I'm not going to do a weeklong vegan diet experiment after all.
I knew we could eat deliciously for every meal. Some of our "normal" meals already are vegan, in fact. Like that bowl of beans and rice with zucchini, gently sloshed with a little vegetable broth and brightened with a squeeze of lemon.
I read a whole book on going vegan. It was charming (and rather youth oriented), but by the end it seemed to be veering into a horrible rule-bound cult. All vegans eat the same recipes. And if a recipe includes vegan burger crumbles, you don't gag, you buy the crumbles. Whatever they are.
So, is my disagreement with the diet or its practitioners? No problem. I can ignore the practitioners and dream up lovely meals free of animal products on my own (and I will not buy oatmeal).
Just the other day, Mark Bittman of the NYT was urging his readers to try a scattering of nice dishes he had come up with.
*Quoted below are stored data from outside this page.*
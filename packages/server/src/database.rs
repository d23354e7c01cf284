use std::time::Duration;

use sea_orm::{ConnectOptions, ConnectionTrait, Database, DatabaseConnection, DbErr};
use sea_orm::sea_query::{Index, PostgresQueryBuilder};
use tracing::{info, warn};

use crate::entity::stored_file;

pub async fn init_db(db_url: &str) -> Result<DatabaseConnection, DbErr> {
    let mut opt = ConnectOptions::new(db_url.to_owned());

    // Set connection pool options
    opt.max_connections(50)
        .min_connections(2)
        .connect_timeout(Duration::from_secs(8))
        .acquire_timeout(Duration::from_secs(8))
        .sqlx_logging(false);

    let db = Database::connect(opt).await?;
    db.get_schema_registry("admissions::entity::*")
        .sync(&db)
        .await?;

    Ok(db)
}

/// Ensure the blob lookup indexes exist.
///
/// SeaORM's schema-sync doesn't support composite non-unique indexes,
/// so we create them manually on startup.
pub async fn ensure_indexes(db: &DatabaseConnection) -> Result<(), DbErr> {
    // Name lookups resolve to the newest upload:
    // SELECT ... FROM stored_file WHERE filename = ? ORDER BY upload_date DESC
    let by_name = Index::create()
        .if_not_exists()
        .name("idx_stored_file_filename_upload_date")
        .table(stored_file::Entity)
        .col(stored_file::Column::Filename)
        .col(stored_file::Column::UploadDate)
        .to_string(PostgresQueryBuilder);

    // Per-student document listing.
    let by_application = Index::create()
        .if_not_exists()
        .name("idx_stored_file_application_number")
        .table(stored_file::Entity)
        .col(stored_file::Column::ApplicationNumber)
        .to_string(PostgresQueryBuilder);

    for (name, stmt) in [
        ("idx_stored_file_filename_upload_date", by_name),
        ("idx_stored_file_application_number", by_application),
    ] {
        match db.execute_unprepared(&stmt).await {
            Ok(_) => info!("Ensured index {} exists", name),
            Err(e) => warn!("Failed to create index {}: {}", name, e),
        }
    }

    Ok(())
}
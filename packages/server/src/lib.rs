pub mod config;
pub mod database;
pub mod entity;
pub mod error;
pub mod extractors;
pub mod handlers;
pub mod models;
pub mod routes;
pub mod services;
pub mod state;
pub mod storage;
pub mod utils;

use std::time::Duration;

use axum::http::{HeaderValue, Method};
use tower_http::cors::{AllowOrigin, Any, CorsLayer};
use tower_http::trace::TraceLayer;
use tracing::warn;
use utoipa::OpenApi;
use utoipa_axum::router::OpenApiRouter;
use utoipa_scalar::{Scalar, Servable as ScalarServable};
use utoipa_swagger_ui::SwaggerUi;

use crate::config::CorsConfig;
use crate::state::AppState;

#[derive(OpenApi)]
#[openapi(
    info(
        title = "Admissions API",
        version = "1.0.0",
        description = "Student application forms and their supporting documents"
    ),
    tags(
        (name = "Students", description = "Application form intake and lookup"),
        (name = "Documents", description = "Document upload and download"),
        (name = "Health", description = "Service readiness"),
    ),
)]
struct ApiDoc;

/// Build the application router.
pub fn build_router(state: AppState) -> axum::Router {
    let (router, api) = OpenApiRouter::with_openapi(ApiDoc::openapi())
        .merge(routes::api_routes(&state.config))
        .split_for_parts();

    let cors = cors_layer(&state.config.server.cors);

    router
        .with_state(state)
        .merge(SwaggerUi::new("/swagger-ui").url("/api-docs/openapi.json", api.clone()))
        .merge(Scalar::with_url("/scalar", api))
        .layer(cors)
        .layer(TraceLayer::new_for_http())
}

/// An empty origin list allows any origin.
fn cors_layer(config: &CorsConfig) -> CorsLayer {
    if config.allow_origins.is_empty() {
        return CorsLayer::permissive();
    }

    let origins: Vec<HeaderValue> = config
        .allow_origins
        .iter()
        .filter_map(|origin| match origin.parse() {
            Ok(value) => Some(value),
            Err(_) => {
                warn!(origin = %origin, "Ignoring invalid CORS origin");
                None
            }
        })
        .collect();

    CorsLayer::new()
        .allow_origin(AllowOrigin::list(origins))
        .allow_methods([Method::GET, Method::POST, Method::OPTIONS])
        .allow_headers(Any)
        .max_age(Duration::from_secs(config.max_age))
}
pub mod config;
pub mod document_field;
pub mod storage;

pub use document_field::{DocumentField, UnknownFieldTag};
He suggested that a vegan diet might be a good weight management strategy. Oh! "Weight management" means you are too heavy. I am not too heavy, far from it.
I started thinking what I would have to do without. Sour cream. Butter. Milk. Eggs. (I know! I already knew that!) I need the fat and protein from those foods. Yes, there are vegan substitutes for them, but they are not local, and they are processed, a big no-no for me. And what are they made from?
This all sounds like an excuse, doesn't it? It is an excuse. Excuse me for not going overboard in my eating just to satisfy a curiosity.
If you ever see me with a bag of vegan burger crumbles, please call somebody.